Ia berharap, dengan ketersediaan vaksin saat ini, vaksinasi bisa dilakukan secara maksimal. Setidaknya dalam sehari mulai Maret hingga April 2021 sebanyak 500.000 orang bisa divaksinasi dalam sehari. Selanjutnya mulai Juni 2021, target sasaran ditingkatkan menjadi 1 juta orang per hari.
”Pemerintah tidak mungkin melakukan ini sendiri. Semua pihak, termasuk swasta, harus terlibat. Vaksinasi adalah gerakan bersama yang menjadi kewajiban seluruh masyarakat untuk melindungi diri sendiri, keluarga, dan rakyat Indonesia,” ucap Budi.
Pelaksana Tugas Direktur Jenderal Pencegahan dan Pengendalian Penyakit Kementerian Kesehatan Maxi Rein Rondonuwu menyampaikan, pemerintah juga telah menyiapkan empat strategi untuk mempercepat pelaksanaan vaksinasi Covid-19. Strategi itu meliputi vaksinasi berbasis fasilitas kesehatan, vaksinasi berbasis institusi, vaksinasi berbasis tempat atau vaksinasi massal, serta vaksinasi bergerak seperti layanan drive thru.
”Layanan bergerak seperti drive thru perlu direplikasi di kota lain di seluruh Indonesia. Di Jakarta sendiri bisa dibuka tiga titik terpisah. Cara ini menjadi terobosan yang luar biasa dan perlu diperbanyak agar tidak ada antrean yang panjang,” katanya.
Windhu berpendapat, target pemerintah untuk memvaksinasi 2 juta-3 juta orang per hari tidak realistis. Sekalipun jumlah vaksin sudah mencukupi serta jumlah vaksinator tersedia, berbagai kebutuhan lain masih harus dipenuhi. Keterbatasan tempat penyimpanan dengan suhu dingin (cold storage) masih dihadapi di banyak daerah.
Sementara kebutuhan untuk penyimpanan vaksin lain pada program imunisasi rutin harus tetap tersedia. Distribusi rantai dingin pun masih terkendala dari dinas kesehatan menuju puskesmas.
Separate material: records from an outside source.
//! # GrooveSource
//!
//! Content model and capability traits shared between a media-player host and
//! its music extensions.
//!
//! The host owns these definitions: an extension converts whatever its remote
//! service returns into [`Track`], [`Album`] and [`Streamable`] values, and
//! exposes them by implementing one or more capability traits
//! ([`SearchFeedClient`], [`HomeFeedClient`], [`TrackClient`], ...).
//!
//! ## Features
//!
//! - **Plain data model**: every entity is owned, `Clone` and serde-friendly so
//!   hosts can persist handles (`extras`) between calls.
//! - **Capability traits**: one `async_trait` per host feature, implemented
//!   independently on a single adapter type.
//! - **Feeds and pages**: tabbed feeds and continuation-based paging.
//! - **Send + Sync**: every trait object can be shared across async tasks.
//!
//! ## Usage
//!
//! ```rust,ignore
//! use groovesource::{HomeFeedClient, Shelf};
//!
//! let feed = extension.load_home_feed().await?;
//! for shelf in &feed.page(None).items {
//!     println!("{}", shelf.title());
//! }
//! ```

pub mod clients;
pub mod feed;
pub mod models;
pub mod settings;

pub use clients::{
    AlbumClient, ExtensionClient, HomeFeedClient, LibraryFeedClient, QuickSearchClient,
    SearchFeedClient, TrackClient,
};
pub use feed::{Feed, Page, Tab};
pub use models::{
    Album, Artist, Date, Extras, MediaItem, MediaType, QuickSearchItem, Shelf, Source,
    SourceType, Streamable, StreamableMedia, Track,
};
pub use settings::{MemorySettings, Setting, Settings};

/// Error types returned to the host by capability traits
#[derive(Debug, thiserror::Error)]
pub enum ClientError {
    #[error("Feature not supported: {0}")]
    NotSupported(String),

    #[error("Object not found: {0}")]
    NotFound(String),

    /// Error raised by the extension itself, kept intact for downcasting
    #[error(transparent)]
    Extension(Box<dyn std::error::Error + Send + Sync>),
}

impl ClientError {
    /// Wraps any extension error
    pub fn extension<E>(error: E) -> Self
    where
        E: std::error::Error + Send + Sync + 'static,
    {
        Self::Extension(Box::new(error))
    }

    /// Returns the extension error if it has the requested type
    pub fn downcast_ref<E>(&self) -> Option<&E>
    where
        E: std::error::Error + 'static,
    {
        match self {
            Self::Extension(inner) => inner.downcast_ref::<E>(),
            _ => None,
        }
    }
}

/// Result type for capability trait operations
pub type Result<T> = std::result::Result<T, ClientError>;

#[cfg(test)]
mod tests {
    use super::*;

    #[derive(Debug, thiserror::Error)]
    #[error("boom")]
    struct Boom;

    #[test]
    fn test_extension_error_downcast() {
        let err = ClientError::extension(Boom);
        assert!(err.downcast_ref::<Boom>().is_some());
        assert_eq!(err.to_string(), "boom");
    }

    #[test]
    fn test_not_found_has_no_inner_error() {
        let err = ClientError::NotFound("track".into());
        assert!(err.downcast_ref::<Boom>().is_none());
    }
}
Karena itu, jika menargetkan 2 juta-3 juta orang per hari yang divaksinasi, ketersediaan sarana rantai dingin ini juga perlu diperhatikan.
”Kendala dalam pelaksanaan vaksinasi ini harus disikapi dengan penguatan pada protokol kesehatan dan 3T, terutama pelacakan dan testing. Sejumlah negara lain seperti Australia dan Singapura sudah membuktikan, pandemi bisa terkendali tanpa vaksinasi. Vaksin ini digunakan untuk mencegah gelombang berikutnya,” ucap Windhu.